La nuova partnership con gli Stati Uniti si inserisce in una strategia regionale più ampia, che fa del consolidamento delle capacità militari saudite un elemento portante. Al netto delle tensioni residue con gli Houthi nello Yemen, oggi l’Arabia Saudita non percepisce minacce imminenti alla propria sovranità territoriale. Lo dimostrano, tra le altre cose, le aperture esplorative di Riad verso una possibile riattivazione dei negoziati sul dossier nucleare iraniano. Ma l’assenza di minacce dirette e immediate non significa disimpegno. Al contrario, il regno continua a investire con decisione nella modernizzazione del proprio apparato difensivo, con l’obiettivo di porsi (a breve) come un attore militarmente imprescindibile nella fitta ragnatela mediorientale. Ragnatela che Riad intende mantenere in ordine, pena il naufragio dei piani per la Vision 2030.

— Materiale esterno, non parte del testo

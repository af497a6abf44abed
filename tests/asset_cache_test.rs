use std::sync::Arc;

use world_ngin::resources::{cache::AssetCache, source::AssetSource};

use crate::common::test_utils::{CountingBackend, QUAD_OBJ, write_fixture};

mod common;

fn cache(root: &std::path::Path) -> (Arc<CountingBackend>, AssetCache) {
    let backend = CountingBackend::new();
    let cache = AssetCache::new(backend.clone(), AssetSource::new(root));
    (backend, cache)
}

#[test]
fn models_are_shared_until_cleared() {
    let dir = tempfile::tempdir().unwrap();
    write_fixture(dir.path(), "models/quad.obj", QUAD_OBJ);
    let (backend, cache) = cache(dir.path());

    let first = cache.get_model("models/quad.obj").unwrap();
    let second = cache.get_model("models/quad.obj").unwrap();
    assert!(Arc::ptr_eq(&first, &second));
    assert_eq!(backend.mesh_uploads(), 1);
    assert!(first.has_texture_coordinates());

    cache.clear_cache();
    assert!(!cache.has_model("models/quad.obj"));
    // still held here
    assert_eq!(backend.live_meshes(), 1);
    drop((first, second));
    assert_eq!(backend.live_meshes(), 0);
}

#[test]
fn textured_models_share_their_texture() {
    let dir = tempfile::tempdir().unwrap();
    write_fixture(dir.path(), "models/a.obj", QUAD_OBJ);
    write_fixture(dir.path(), "models/b.obj", QUAD_OBJ);
    let (backend, cache) = cache(dir.path());

    // the texture file does not exist, so both get the placeholder
    let a = cache.load_model("models/a.obj", Some("textures/bark.png")).unwrap();
    let b = cache.load_model("models/b.obj", Some("textures/bark.png")).unwrap();
    assert!(a.has_texture());
    assert!(Arc::ptr_eq(a.texture.as_ref().unwrap(), b.texture.as_ref().unwrap()));
    assert_eq!(backend.texture_uploads(), 1);
    assert_eq!(cache.texture_count(), 1);
}

#[test]
fn unsupported_and_missing_models_are_not_cached() {
    let dir = tempfile::tempdir().unwrap();
    write_fixture(dir.path(), "models/thing.fbx", "binary");
    write_fixture(dir.path(), "models/empty.obj", "# nothing here\n");
    let (backend, cache) = cache(dir.path());

    assert!(cache.get_model("models/thing.fbx").is_none());
    assert!(cache.get_model("models/empty.obj").is_none());
    assert!(cache.get_model("models/absent.obj").is_none());
    assert_eq!(cache.model_count(), 0);
    assert_eq!(backend.mesh_uploads(), 0);
}

#[test]
fn file_paths_bypass_the_asset_root() {
    let assets = tempfile::tempdir().unwrap();
    let elsewhere = tempfile::tempdir().unwrap();
    write_fixture(elsewhere.path(), "quad.obj", QUAD_OBJ);
    let (_, cache) = cache(assets.path());

    let absolute = elsewhere.path().join("quad.obj");
    let absolute = absolute.to_str().unwrap();
    assert!(AssetSource::is_file_path(absolute));
    assert!(cache.get_model(absolute).is_some());
}

#[test]
fn dropping_the_cache_frees_everything() {
    let dir = tempfile::tempdir().unwrap();
    write_fixture(dir.path(), "models/quad.obj", QUAD_OBJ);
    let (backend, cache) = cache(dir.path());
    cache.preload_models(&["models/quad.obj"]);
    cache.preload_textures(&["textures/none.png"]);
    assert_eq!(backend.live_meshes(), 1);
    assert_eq!(backend.live_textures(), 1);
    drop(cache);
    assert_eq!(backend.live_meshes(), 0);
    assert_eq!(backend.live_textures(), 0);
}
//! Engine data structures: the world graph and the geometry it is drawn with.
//!
//! - `world` holds the environments and which one the player is in
//! - `environment` is one area with its objects, portals and spawn points
//! - `game_object` holds static objects, wandering actors and containers
//! - `portal` is a trigger box leading to another environment
//! - `transform` holds position, Euler rotation and scale
//! - `model` contains mesh data, uploaded meshes and models
//! - `texture` is an uploaded image
//! - `primitives` builds the shapes used when an object has no model

pub mod environment;
pub mod game_object;
pub mod model;
pub mod portal;
pub mod primitives;
pub mod texture;
pub mod transform;
pub mod world;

Tuttavia, non è detto che tutti nella regione accolgano con favore il rafforzamento militare saudita. A cominciare da Israele, per il quale qualsiasi ipotesi di riequilibrio strategico – soprattutto se accompagnata da trasferimenti tecnologici avanzati – viene letta con estrema cautela. Il vantaggio militare di Tel Aviv, pilastro implicito della sua deterrenza, rischia infatti di venire messo in discussione. E nel Medio Oriente delle linee rosse mutevoli, anche le alleanze più solide richiedono una continua manutenzione.